O bastonário da Ordem dos Médicos já tinha dito antes publicamente que já não existia um “fio condutor” que fizesse a população aceitar e compreender o uso obrigatório de máscaras nas escolas e não nas discotecas, refere a Ordem dos Médicos em comunicado.

Essa opinião é suportada pela elevada taxa de vacinação em Portugal – próxima dos 95% – e pelo facto do número de doentes internados com doença grave e de óbitos, provocados pela COVID-19, ser bastante reduzido e com tendência decrescente mantida.

“Com a chegada da primavera e das temperaturas mais altas, é expectável que a atividade do vírus diminua significativamente”, sublinha Miguel Guimarães. Ainda assim, com o fim do uso obrigatório da máscara, pode acontecer um “aumento ligeiro na incidência” do vírus, alerta o bastonário, que assegura que a vacinação permite que não se esteja a falar de um aumento de doença grave.

“O processo natural é que estejamos a caminhar para a fase endémica do SARSCoV-2”, conclui.

Também Filipe Froes acredita que estamos numa fase diferente da pandemia e que o fim da obrigatoriedade da utilização da máscara, exceto em locais expostos a uma maior fragilidade humana, como é o caso das instituições de saúde, dos lares, e de locais pouco ventilados e com grande concentração e proximidade de pessoas, tais como os transportes públicos, “já não representa um risco para a maioria da população”.

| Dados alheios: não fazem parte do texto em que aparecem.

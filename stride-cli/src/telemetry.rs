use std::convert::Infallible;
use std::fs::{self, OpenOptions};
use std::net::SocketAddr;
use std::path::Path;
use std::sync::OnceLock;

use anyhow::{Context, Result};
use hyper::body::Body;
use hyper::service::{make_service_fn, service_fn};
use hyper::{Request, Response, StatusCode};
use prometheus::{Encoder, Registry, TextEncoder};
use tracing::{error, info};
use tracing_appender::non_blocking::WorkerGuard;
use tracing_subscriber::{fmt, layer::SubscriberExt, util::SubscriberInitExt, EnvFilter, Layer};

static FILE_GUARD: OnceLock<WorkerGuard> = OnceLock::new();

/// Install the global tracing subscriber with optional JSON file logging.
pub fn init_tracing(filter: &str, log_path: Option<&Path>) -> Result<()> {
    let stdout_layer = fmt::layer()
        .with_target(false)
        .with_filter(EnvFilter::new(filter));
    let registry = tracing_subscriber::registry().with(stdout_layer);

    match log_path {
        Some(path) => {
            if let Some(dir) = path.parent() {
                fs::create_dir_all(dir)
                    .with_context(|| format!("failed to create log directory {dir:?}"))?;
            }
            let file = OpenOptions::new()
                .create(true)
                .append(true)
                .open(path)
                .with_context(|| format!("failed to open log file {}", path.display()))?;
            let (writer, guard) = tracing_appender::non_blocking(file);
            let _ = FILE_GUARD.set(guard);
            let file_layer = fmt::layer()
                .json()
                .with_ansi(false)
                .with_target(true)
                .with_writer(writer)
                .with_filter(EnvFilter::new(filter));
            registry.with(file_layer).try_init()?;
        }
        None => registry.try_init()?,
    }

    Ok(())
}

/// Launch a lightweight HTTP server that exposes Prometheus metrics.
///
/// The main REST surface serves `/metrics` too; this dedicated exporter
/// exists so scrapes keep working while the ingestion port is saturated.
pub fn spawn_metrics_server(registry: Registry, addr: SocketAddr) -> tokio::task::JoinHandle<()> {
    tokio::spawn(async move {
        let make_svc = make_service_fn(move |_| {
            let registry = registry.clone();
            async move {
                Ok::<_, Infallible>(service_fn(move |_req: Request<Body>| {
                    let registry = registry.clone();
                    async move { Ok::<_, Infallible>(render_metrics(&registry)) }
                }))
            }
        });

        if let Err(err) = hyper::Server::bind(&addr).serve(make_svc).await {
            error!(error = %err, %addr, "metrics server terminated");
        } else {
            info!(%addr, "metrics server shutdown");
        }
    })
}

fn render_metrics(registry: &Registry) -> Response<Body> {
    let encoder = TextEncoder::new();
    let mut buffer = Vec::new();
    if let Err(err) = encoder.encode(&registry.gather(), &mut buffer) {
        error!(error = %err, "failed to encode Prometheus metrics");
        return Response::builder()
            .status(StatusCode::INTERNAL_SERVER_ERROR)
            .body(Body::from("failed to encode metrics"))
            .unwrap();
    }
    Response::builder()
        .status(StatusCode::OK)
        .header("Content-Type", encoder.format_type())
        .body(Body::from(buffer))
        .unwrap()
}
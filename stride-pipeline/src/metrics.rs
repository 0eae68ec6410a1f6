//! Prometheus metrics for the ingestion pipeline and fan-out.

use prometheus::{Gauge, IntCounter, IntCounterVec, IntGauge, Registry};
use rust_decimal::prelude::ToPrimitive;
use stride_core::Meters;

/// Counters and gauges shared by the coordinator and the listeners.
pub struct PipelineMetrics {
    registry: Registry,
    events_ingested: IntCounter,
    events_accepted: IntCounter,
    events_rejected: IntCounterVec,
    events_ignored: IntCounter,
    snapshots_published: IntCounter,
    ws_subscribers: IntGauge,
    global_total_meters: Gauge,
    tracked_participants: IntGauge,
}

impl PipelineMetrics {
    pub fn new() -> Self {
        let registry = Registry::new();
        let events_ingested =
            IntCounter::new("events_ingested_total", "Movement events received").unwrap();
        let events_accepted =
            IntCounter::new("events_accepted_total", "Movement events recorded").unwrap();
        let events_rejected = IntCounterVec::new(
            prometheus::Opts::new("events_rejected_total", "Movement events rejected by rule"),
            &["reason"],
        )
        .unwrap();
        let events_ignored = IntCounter::new(
            "events_ignored_total",
            "Events dropped by the provider source lock",
        )
        .unwrap();
        let snapshots_published = IntCounter::new(
            "leaderboard_snapshots_total",
            "Snapshots pushed onto the fan-out bus",
        )
        .unwrap();
        let ws_subscribers = IntGauge::new(
            "stride_ws_subscribers",
            "Currently connected leaderboard subscribers",
        )
        .unwrap();
        let global_total_meters = Gauge::new(
            "stride_global_total_meters",
            "Community-wide cumulative distance in meters",
        )
        .unwrap();
        let tracked_participants = IntGauge::new(
            "stride_tracked_participants",
            "Participants currently present in the ranked view",
        )
        .unwrap();

        registry.register(Box::new(events_ingested.clone())).unwrap();
        registry.register(Box::new(events_accepted.clone())).unwrap();
        registry.register(Box::new(events_rejected.clone())).unwrap();
        registry.register(Box::new(events_ignored.clone())).unwrap();
        registry
            .register(Box::new(snapshots_published.clone()))
            .unwrap();
        registry.register(Box::new(ws_subscribers.clone())).unwrap();
        registry
            .register(Box::new(global_total_meters.clone()))
            .unwrap();
        registry
            .register(Box::new(tracked_participants.clone()))
            .unwrap();

        Self {
            registry,
            events_ingested,
            events_accepted,
            events_rejected,
            events_ignored,
            snapshots_published,
            ws_subscribers,
            global_total_meters,
            tracked_participants,
        }
    }

    pub fn registry(&self) -> Registry {
        self.registry.clone()
    }

    pub fn inc_ingested(&self) {
        self.events_ingested.inc();
    }

    pub fn inc_accepted(&self) {
        self.events_accepted.inc();
    }

    pub fn inc_rejected(&self, reason: &str) {
        self.events_rejected.with_label_values(&[reason]).inc();
    }

    pub fn inc_ignored(&self) {
        self.events_ignored.inc();
    }

    pub fn inc_snapshot(&self) {
        self.snapshots_published.inc();
    }

    pub fn inc_subscribers(&self) {
        self.ws_subscribers.inc();
    }

    pub fn dec_subscribers(&self) {
        self.ws_subscribers.dec();
    }

    pub fn set_global_total(&self, meters: Meters) {
        self.global_total_meters
            .set(meters.to_f64().unwrap_or(0.0));
    }

    pub fn set_tracked_participants(&self, count: usize) {
        self.tracked_participants.set(count as i64);
    }
}

impl Default for PipelineMetrics {
    fn default() -> Self {
        Self::new()
    }
}
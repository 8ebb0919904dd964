//! The actions page.
//!
//! Shows the action files stored on the authority next to the actions
//! defined in the topology. The file list is the one piece of state
//! fetched outside the topology mirror; it is refetched each time the
//! page is selected.

use tracing::{debug, warn};

use crate::error::Result;

use super::{Page, PageContext};
use async_trait::async_trait;

#[derive(Debug, Default)]
pub struct ActionsPage {
    files: Vec<String>,
}

#[async_trait(?Send)]
impl Page for ActionsPage {
    async fn set_selected(&mut self, cx: &mut PageContext<'_>) -> Result<()> {
        debug!("actions page selected");
        let _ = cx.cache.refresh(cx.authority, cx.alerts).await;
        match cx.authority.action_files().await {
            Ok(files) => self.files = files,
            Err(err) => {
                warn!(error = %err, "action file list fetch failed");
                cx.alerts.error("Failed to retrieve action files");
            }
        }
        self.render(cx)
    }

    fn set_idle(&mut self, _cx: &mut PageContext<'_>) {
        debug!("actions page idle");
    }

    fn render(&self, cx: &mut PageContext<'_>) -> Result<()> {
        cx.surface.clear_content();

        let file_rows: Vec<Vec<String>> =
            self.files.iter().map(|f| vec![f.clone()]).collect();
        cx.surface
            .show_table("action files", &["File"], &file_rows);

        let action_rows: Vec<Vec<String>> = cx
            .cache
            .topology()
            .actions
            .iter()
            .map(|action| {
                let assigned = cx
                    .cache
                    .assigned_signal(&action.header.name)
                    .unwrap_or("-")
                    .to_string();
                vec![
                    action.header.name.clone(),
                    assigned,
                    action.header.description.clone(),
                ]
            })
            .collect();
        cx.surface.show_table(
            "actions",
            &["Action Name", "Assigned", "Description"],
            &action_rows,
        );
        Ok(())
    }
}

impl ActionsPage {
    /// File names from the last successful fetch.
    pub fn files(&self) -> &[String] {
        &self.files
    }
}
//! The remote authority boundary.
//!
//! `Authority` is the sole seam between the console core and the server
//! side; the core depends on this trait, never on a concrete transport.
//! `HttpAuthority` is the production implementation. Tests substitute an
//! in-memory implementation and never open a socket.

use async_trait::async_trait;
use serde::Deserialize;
use tracing::debug;

use crate::config::ConsoleConfig;
use crate::error::{ConsoleError, Result};
use crate::proto::{Envelope, SessionStatus, Topology};

/// Remote authority the console mirrors and mutates.
#[async_trait]
pub trait Authority: Send + Sync {
    /// Current session identity as the authority sees it.
    async fn session_status(&self) -> Result<SessionStatus>;

    /// The full topology tree.
    async fn fetch_topology(&self) -> Result<Topology>;

    /// Names of the action files available on the authority.
    async fn action_files(&self) -> Result<Vec<String>>;

    /// Apply one mutation. The response body is ignored; consistency is
    /// re-established by refetching the topology afterwards.
    async fn mutate(&self, envelope: &Envelope) -> Result<()>;
}

/// The topology endpoint wraps its payload in a JSON string field.
#[derive(Deserialize)]
struct TopologyPayload {
    topo: String,
}

/// So does the action file list endpoint.
#[derive(Deserialize)]
struct ActionFilesPayload {
    files: String,
}

/// `Authority` over HTTP, using the paths from `ConsoleConfig`.
pub struct HttpAuthority {
    client: reqwest::Client,
    base_url: String,
    session_url: String,
    topology_url: String,
    actions_url: String,
    mutation_url: String,
}

impl HttpAuthority {
    pub fn new(config: &ConsoleConfig) -> Self {
        let join = |path: &str| {
            let mut url = format!("{}{}", config.base_url, path);
            if let Some(key) = &config.api_key {
                url.push_str("?key=");
                url.push_str(key);
            }
            url
        };
        Self {
            client: reqwest::Client::new(),
            base_url: config.base_url.clone(),
            session_url: join(&config.session_path),
            topology_url: join(&config.topology_path),
            actions_url: join(&config.actions_path),
            mutation_url: join(&config.mutation_path),
        }
    }

    pub fn base_url(&self) -> &str {
        &self.base_url
    }

    async fn get_json<T: serde::de::DeserializeOwned>(&self, url: &str) -> Result<T> {
        let response = self.client.get(url).send().await?;
        if !response.status().is_success() {
            return Err(ConsoleError::transport(format!(
                "authority returned {} for {url}",
                response.status()
            )));
        }
        Ok(response.json::<T>().await?)
    }
}

#[async_trait]
impl Authority for HttpAuthority {
    async fn session_status(&self) -> Result<SessionStatus> {
        self.get_json(&self.session_url).await
    }

    async fn fetch_topology(&self) -> Result<Topology> {
        let payload: TopologyPayload = self.get_json(&self.topology_url).await?;
        Ok(serde_json::from_str(&payload.topo)?)
    }

    async fn action_files(&self) -> Result<Vec<String>> {
        let payload: ActionFilesPayload = self.get_json(&self.actions_url).await?;
        Ok(serde_json::from_str(&payload.files)?)
    }

    async fn mutate(&self, envelope: &Envelope) -> Result<()> {
        debug!(op = envelope.op.verb(), subject = envelope.subject.noun(), "posting mutation");
        let response = self
            .client
            .post(&self.mutation_url)
            .json(envelope)
            .send()
            .await?;
        if !response.status().is_success() {
            return Err(ConsoleError::transport(format!(
                "mutation rejected with {}",
                response.status()
            )));
        }
        Ok(())
    }
}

O pneumologista realça, no entanto, que a “máscara permanece facultativa para as pessoas mais vulneráveis, tais como os imunodeprimidos, e que é imperioso acelerar o acesso a outras medidas farmacológicas, tais como, os novos antivirais e anticorpos monoclonais”.

O bastonário e o coordenador do Gabinete de Crise para a COVID-19 da Ordem dos Médicos sublinham, ainda, que a vigilância da atividade pandémica é determinante e que a vacinação contra o vírus deverá passar a ser periódica e priorizada aos grupos mais vulneráveis, à semelhança do que já acontece com a vacina contra a gripe.